Quello che non mi piace è che purtroppo non è collegata al circuito internazionale della cultura, le vere capitali Parigi, Berlino, Londra, New York, hanno poco in comune con questa città. Quanto al mio lavoro trovo che il ruolo dello sceneggiatore negli ultimi anni è stato un po’ rivalutalo. C’è forse più attenzione grazie anche a certe figure di sceneggiatori emersi attraverso riconoscimenti internazionali. I rapporti all’interno della gerarchia produttiva sono più o meno gli stessi: è la collaborazione il dato fondamentale.
Un buon film nasce soltanto dalla buona collaborazione tra tutti i reparti, e soprattutto dalla buona intesa del nucleo principale, iniziale, che è quello costituito dal regista e dallo sceneggiatore. L’ultima generazione di registi mi piace perché è riuscita a raccontare facce, storie e personaggi nostri, non più macchiette. Quello che le rimprovero è che ci vorrebbe un po’ più di coraggio, un po’ più di decisione, bisognerebbe raccontare storie un po’ più forti. Negli ultimi anni non è venuto fuori il grande film epocale tipo “La dolce vita”: non è venuto né dai nuovi né dai vecchi: quindi è un rimprovero generale che ci riguarda tutti.

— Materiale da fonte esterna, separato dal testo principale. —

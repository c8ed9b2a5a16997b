use std::time::Duration;

use crate::context::Context;

/// Request interceptor run around routing and the handler chain.
///
/// `before` may answer the request itself by writing a response and calling
/// [`Context::abort`]; routing is then skipped. `after` always runs, in
/// reverse registration order.
pub trait Middleware: Send + Sync {
    fn before(&self, _ctx: &mut Context) {}
    fn after(&self, _ctx: &mut Context, _latency: Duration) {}
}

Non mi fido dei computer, sono un progressista riluttante, mi piace la macchina da scrivere, mi piace il foglio, mi piacciono anche tutte le penne, le gomme, andare in cartolibreria…si può usare qualsiasi cosa per scrivere, ma l’avvento del computer credo abbia portato, soprattutto in letteratura, ad una forma di scrittura automatica. Psicologicamente accade che siccome nel computer rimane tutto in memoria, si può scrivere senza pensarci tanto, si comincia a battere sui tasti e via. Mentre una pagina scritta ha bisogno di pensieri, riflessioni, correzioni, riscritture, fogli accartocciati e una pagina battuta a macchina o scritta a mano è più pensata, più meditata, più faticata. Questa è una mia. opinione, infatti uno dei capi storici degli sceneggiatori, Age, scrive col computer, e sicuramente non è diventato un altro. Invece la produzione dei giovani scrittori americani, che ormai scrive esclusivamente col computer, sembra sia fatta in serie, le loro produzioni letterarie sono identiche; e anche tra gli scrittori italiani molte cose mi sembrano superficiali, buttate via, o recuperate, tanto c’è il taglia, incolla, cancella, metti in memoria…

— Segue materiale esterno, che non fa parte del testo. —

//! # Dispatcher Walker
//!
//! Turns a tree of dispatcher records into registered routes.
//!
//! A dispatcher is a struct deriving [`Dispatcher`](crate::Dispatcher) whose
//! fields carry `#[route(...)]` attributes. The walker visits those fields in
//! declaration order and classifies each by its type:
//!
//! | Field type | Effect |
//! |------------|--------|
//! | argument record (`#[derive(Args)]`) | terminal route: binder, before hooks, handler, after hooks |
//! | nested dispatcher (`#[derive(Dispatcher)]`) | group at `filter_url(url)`; its fields resolve methods on the child |
//! | plain group (`#[derive(RouteGroup)]`) | group at `filter_url(url)`; its fields resolve methods on the same owner and are not filtered again |
//! | `()` | terminal route running only the handler |
//! | `Box<T>` | rejected with [`WalkError::PointerArgs`] |
//!
//! Hook and handler names are resolved through the owner's [`MethodTable`]
//! exactly once, here. A missing or incompatible hook is logged and skipped;
//! an argument route without a usable handler still binds and renders; a
//! plain route without one is a startup error.
//!
//! ```rust,ignore
//! #[derive(Dispatcher)]
//! struct Api {
//!     #[route(url = "/users")]
//!     users: Users,
//!     #[route(url = "/post/json", before = "check")]
//!     post_json: PostJson,
//! }
//!
//! impl Dispatch for Api {
//!     fn filter_url(&self, url: &str) -> String {
//!         format!("/v1{url}")
//!     }
//! }
//! ```

mod methods;
mod owner;

use std::any::{type_name, TypeId};
use std::fmt;
use std::sync::Arc;

use http::Method;
use tracing::{debug, warn};

pub use methods::{DispatchMethod, MethodTable};
pub use owner::Owner;

use crate::binder::{bind_request, Args};
use crate::context::Context;
use crate::mvc::RenderKind;
use crate::router::{RouteEntry, RouteError, Router, Stage};

/// A dispatcher: a record whose methods can serve routes.
pub trait Dispatch: MethodTable + Send + Sync + 'static {
    /// Rewrite each URL declared on this dispatcher's fields.
    fn filter_url(&self, url: &str) -> String {
        url.to_string()
    }
}

/// The `#[route(...)]` attribute of one field.
#[derive(Debug, Clone, Copy, Default, PartialEq, Eq)]
pub struct FieldDecl {
    pub name: &'static str,
    pub url: &'static str,
    pub method: Option<&'static str>,
    pub handler: Option<&'static str>,
    pub before: &'static str,
    pub after: &'static str,
    pub view: Option<&'static str>,
}

impl FieldDecl {
    /// Declared handler, or `<field>_handler`.
    #[must_use]
    pub fn handler_name(&self) -> String {
        self.handler
            .map_or_else(|| format!("{}_handler", self.name), str::to_string)
    }

    /// Declared view, or `<field>.html`.
    #[must_use]
    pub fn view_name(&self) -> String {
        self.view
            .map_or_else(|| format!("{}.html", self.name), str::to_string)
    }
}

/// Records whose routed fields can be walked. Derived.
pub trait RouteTree: Sized + Send + Sync + 'static {
    /// Attach every routed field; `owner` resolves hooks and handlers,
    /// `node` reaches the fields themselves.
    fn walk_fields<O: Dispatch>(
        owner: &Owner<O>,
        node: &Owner<Self>,
        group: &mut Group<'_>,
    ) -> Result<(), WalkError>;
}

/// How a field of a given type joins the route tree under owner `O`.
pub trait RouteField<O: Dispatch>: Sized + 'static {
    fn attach(
        owner: &Owner<O>,
        node: Owner<Self>,
        decl: &FieldDecl,
        group: &mut Group<'_>,
    ) -> Result<(), WalkError>;
}

/// Startup failures while walking a dispatcher tree.
#[derive(Debug, Clone, PartialEq, Eq)]
pub enum WalkError {
    Route(RouteError),
    /// Argument records must be fields by value.
    PointerArgs { field: &'static str, type_name: &'static str },
    /// A plain route whose handler is missing or takes arguments.
    MissingHandler { pattern: String, handler: String },
    BadMethod { field: &'static str, method: String },
}

impl fmt::Display for WalkError {
    fn fmt(&self, f: &mut fmt::Formatter<'_>) -> fmt::Result {
        match self {
            WalkError::Route(e) => write!(f, "{e}"),
            WalkError::PointerArgs { field, type_name } => {
                write!(f, "field '{field}': pointer argument type {type_name} is not accepted")
            }
            WalkError::MissingHandler { pattern, handler } => {
                write!(f, "route {pattern}: handler '{handler}' not found")
            }
            WalkError::BadMethod { field, method } => {
                write!(f, "field '{field}': unsupported method '{method}'")
            }
        }
    }
}

impl std::error::Error for WalkError {
    fn source(&self) -> Option<&(dyn std::error::Error + 'static)> {
        match self {
            WalkError::Route(e) => Some(e),
            _ => None,
        }
    }
}

impl From<RouteError> for WalkError {
    fn from(e: RouteError) -> Self {
        WalkError::Route(e)
    }
}

/// A router view with a URL prefix.
pub struct Group<'r> {
    router: &'r mut Router,
    prefix: String,
    // Inside a plain group the owner's filter already applied to the prefix.
    plain: bool,
}

impl<'r> Group<'r> {
    pub fn new(router: &'r mut Router) -> Self {
        Self {
            router,
            prefix: String::new(),
            plain: false,
        }
    }

    #[must_use]
    pub fn prefix(&self) -> &str {
        &self.prefix
    }

    /// Prefix joined with `path`, without a trailing slash.
    #[must_use]
    pub fn join(&self, path: &str) -> String {
        let mut full = self.prefix.trim_end_matches('/').to_string();
        let path = path.trim_matches('/');
        if !path.is_empty() {
            full.push('/');
            full.push_str(path);
        }
        if full.is_empty() {
            full.push('/');
        }
        full
    }

    /// Nested group at `path` below this one.
    pub fn group(&mut self, path: &str) -> Group<'_> {
        let prefix = self.join(path);
        let plain = self.plain;
        self.nested_at(prefix, plain)
    }

    fn nested_at(&mut self, prefix: String, plain: bool) -> Group<'_> {
        Group {
            router: &mut *self.router,
            prefix,
            plain,
        }
    }

    /// Full pattern for a field URL declared on `owner`.
    fn pattern<O: Dispatch>(&self, owner: &Owner<O>, url: &str) -> String {
        if self.plain {
            self.join(url)
        } else {
            self.join(&owner.get().filter_url(url))
        }
    }

    pub fn add(&mut self, entry: RouteEntry, chain: Vec<Stage>) -> Result<(), RouteError> {
        self.router.add(entry, chain)
    }
}

/// Register every route of `dispatcher`.
pub fn register<D: Dispatch + RouteTree>(router: &mut Router, dispatcher: Arc<D>) -> Result<(), WalkError> {
    let root = Owner::root(dispatcher);
    let before = router.len();
    D::walk_fields(&root, &root, &mut Group::new(router))?;
    debug!(
        dispatcher = %type_name::<D>(),
        routes = router.len() - before,
        "Dispatcher registered"
    );
    Ok(())
}

const METHODS: [Method; 7] = [
    Method::HEAD,
    Method::OPTIONS,
    Method::PATCH,
    Method::DELETE,
    Method::PUT,
    Method::GET,
    Method::POST,
];

fn route_method(decl: &FieldDecl, default: Method) -> Result<Method, WalkError> {
    let Some(raw) = decl.method else {
        return Ok(default);
    };
    let upper = raw.trim().to_ascii_uppercase();
    METHODS
        .iter()
        .find(|m| m.as_str() == upper)
        .cloned()
        .ok_or_else(|| WalkError::BadMethod {
            field: decl.name,
            method: raw.to_string(),
        })
}

fn hook_stage<O: Dispatch>(owner: &Owner<O>, hook: fn(&O, &mut Context)) -> Stage {
    let owner = owner.clone();
    Arc::new(move |ctx: &mut Context| hook(owner.get(), ctx))
}

/// Resolve a comma-separated hook list; unusable names are skipped.
fn hooks<O: Dispatch>(owner: &Owner<O>, names: &str, pattern: &str, position: &'static str) -> Vec<Stage> {
    let mut stages = Vec::new();
    for name in names.split(',').map(str::trim).filter(|n| !n.is_empty()) {
        match O::lookup(name) {
            Some(DispatchMethod::Hook(hook)) => stages.push(hook_stage(owner, hook)),
            Some(DispatchMethod::Handler { args_name, .. }) => warn!(
                pattern = %pattern,
                hook = %name,
                position,
                args = %args_name,
                "Hook takes arguments, skipped"
            ),
            None => warn!(
                pattern = %pattern,
                hook = %name,
                position,
                dispatcher = %type_name::<O>(),
                "Hook not found, skipped"
            ),
        }
    }
    stages
}

fn handler_stage<O: Dispatch>(owner: &Owner<O>, method: DispatchMethod<O>) -> Stage {
    match method {
        DispatchMethod::Hook(hook) => hook_stage(owner, hook),
        DispatchMethod::Handler { call, .. } => {
            let owner = owner.clone();
            Arc::new(move |ctx: &mut Context| {
                let Some(mut args) = ctx.take_args() else {
                    warn!(request_id = %ctx.request_id(), "No bound arguments for handler");
                    return;
                };
                call(owner.get(), &mut *args, ctx);
                ctx.restore_args(Some(args));
            })
        }
    }
}

/// Register the terminal route for argument record `A`.
pub fn attach_args<O: Dispatch, A: Args>(owner: &Owner<O>, decl: &FieldDecl, group: &mut Group<'_>) -> Result<(), WalkError> {
    if decl.url.is_empty() {
        debug!(field = %decl.name, "Argument field without url, skipped");
        return Ok(());
    }
    let default_method = if A::HAS_FIELDS { Method::POST } else { Method::GET };
    let method = route_method(decl, default_method)?;
    let pattern = group.pattern(owner, decl.url);
    let handler_name = decl.handler_name();

    let bind: Stage = Arc::new(bind_request::<A>);
    let mut chain = vec![bind];
    chain.extend(hooks(owner, decl.before, &pattern, "before"));

    let resolved = match O::lookup(&handler_name) {
        Some(m) if m.accepts(TypeId::of::<A>()) => {
            chain.push(handler_stage(owner, m));
            handler_name
        }
        Some(m) => {
            warn!(
                pattern = %pattern,
                handler = %handler_name,
                expected = %type_name::<A>(),
                found = ?m,
                "Handler argument type mismatch, skipped"
            );
            String::new()
        }
        None => {
            warn!(
                pattern = %pattern,
                handler = %handler_name,
                dispatcher = %type_name::<O>(),
                "Handler not found, route only binds and renders"
            );
            String::new()
        }
    };
    chain.extend(hooks(owner, decl.after, &pattern, "after"));

    let entry = RouteEntry::new(method, pattern)
        .with_handler(resolved)
        .with_args(type_name::<A>())
        .with_view(decl.view_name(), A::default_render());
    group.add(entry, chain)?;
    Ok(())
}

/// Recurse into a nested dispatcher, which becomes the owner of its fields.
pub fn attach_dispatcher<O: Dispatch, D: Dispatch + RouteTree>(
    owner: &Owner<O>,
    node: Owner<D>,
    decl: &FieldDecl,
    group: &mut Group<'_>,
) -> Result<(), WalkError> {
    let prefix = group.pattern(owner, decl.url);
    debug!(field = %decl.name, prefix = %prefix, dispatcher = %type_name::<D>(), "Entering dispatcher group");
    D::walk_fields(&node, &node, &mut group.nested_at(prefix, false))
}

/// Recurse into a plain group; its fields keep resolving methods on `owner`.
pub fn attach_group<O: Dispatch, G: RouteTree>(
    owner: &Owner<O>,
    node: Owner<G>,
    decl: &FieldDecl,
    group: &mut Group<'_>,
) -> Result<(), WalkError> {
    let prefix = group.pattern(owner, decl.url);
    debug!(field = %decl.name, prefix = %prefix, "Entering route group");
    G::walk_fields(owner, &node, &mut group.nested_at(prefix, true))
}

/// Plain route: no binder, the handler is required.
impl<O: Dispatch> RouteField<O> for () {
    fn attach(owner: &Owner<O>, _node: Owner<Self>, decl: &FieldDecl, group: &mut Group<'_>) -> Result<(), WalkError> {
        if decl.url.is_empty() {
            debug!(field = %decl.name, "Plain field without url, skipped");
            return Ok(());
        }
        let method = route_method(decl, Method::GET)?;
        let pattern = group.pattern(owner, decl.url);
        let handler_name = decl.handler_name();
        let Some(DispatchMethod::Hook(handler)) = O::lookup(&handler_name) else {
            return Err(WalkError::MissingHandler {
                pattern,
                handler: handler_name,
            });
        };

        let mut chain = hooks(owner, decl.before, &pattern, "before");
        chain.push(hook_stage(owner, handler));
        chain.extend(hooks(owner, decl.after, &pattern, "after"));

        let entry = RouteEntry::new(method, pattern)
            .with_handler(handler_name)
            .with_view(decl.view_name(), RenderKind::Html);
        group.add(entry, chain)?;
        Ok(())
    }
}

impl<O: Dispatch, T: 'static> RouteField<O> for Box<T> {
    fn attach(_owner: &Owner<O>, _node: Owner<Self>, decl: &FieldDecl, _group: &mut Group<'_>) -> Result<(), WalkError> {
        Err(WalkError::PointerArgs {
            field: decl.name,
            type_name: type_name::<T>(),
        })
    }
}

Intanto butta dentro tutto, poi appiccicherai, sistemerai…Ho letto che addirittura, non ne ho la certezza, in America c’è un programma di scrittura di sceneggiature con dentro trame, snodi …per cui basta cambiare i nomi dei personaggi, il colore degli occhi e dei capelli, e poi il romanzo o la sceneggiatura è fatta. Non intendo demonizzare lo strumento, ma sicuramente va discusso il modo in cui viene usato e poi credo che rimanga di fondamentale importanza la quantità di cervello che hai tra le orecchie. Io mi sono fermato agli anni ‘70, a me piace il flipper, che ogni tanto fa tilt; non ho mai giocalo con i videogiochi, non mi piacciono, non li capisco; ho comprato il videoregistratore sei mesi fa poiché mi serve per lavoro, non so nulla di queste cose. Spero di continuare a fare il mio lavoro senza cambiare atteggiamento e cioè di fare le cose per passione, non perché mi sono state. commissionate. Vorrei solo riuscire a raccontare storie che oltre me interessino e piacciano anche ad altre persone.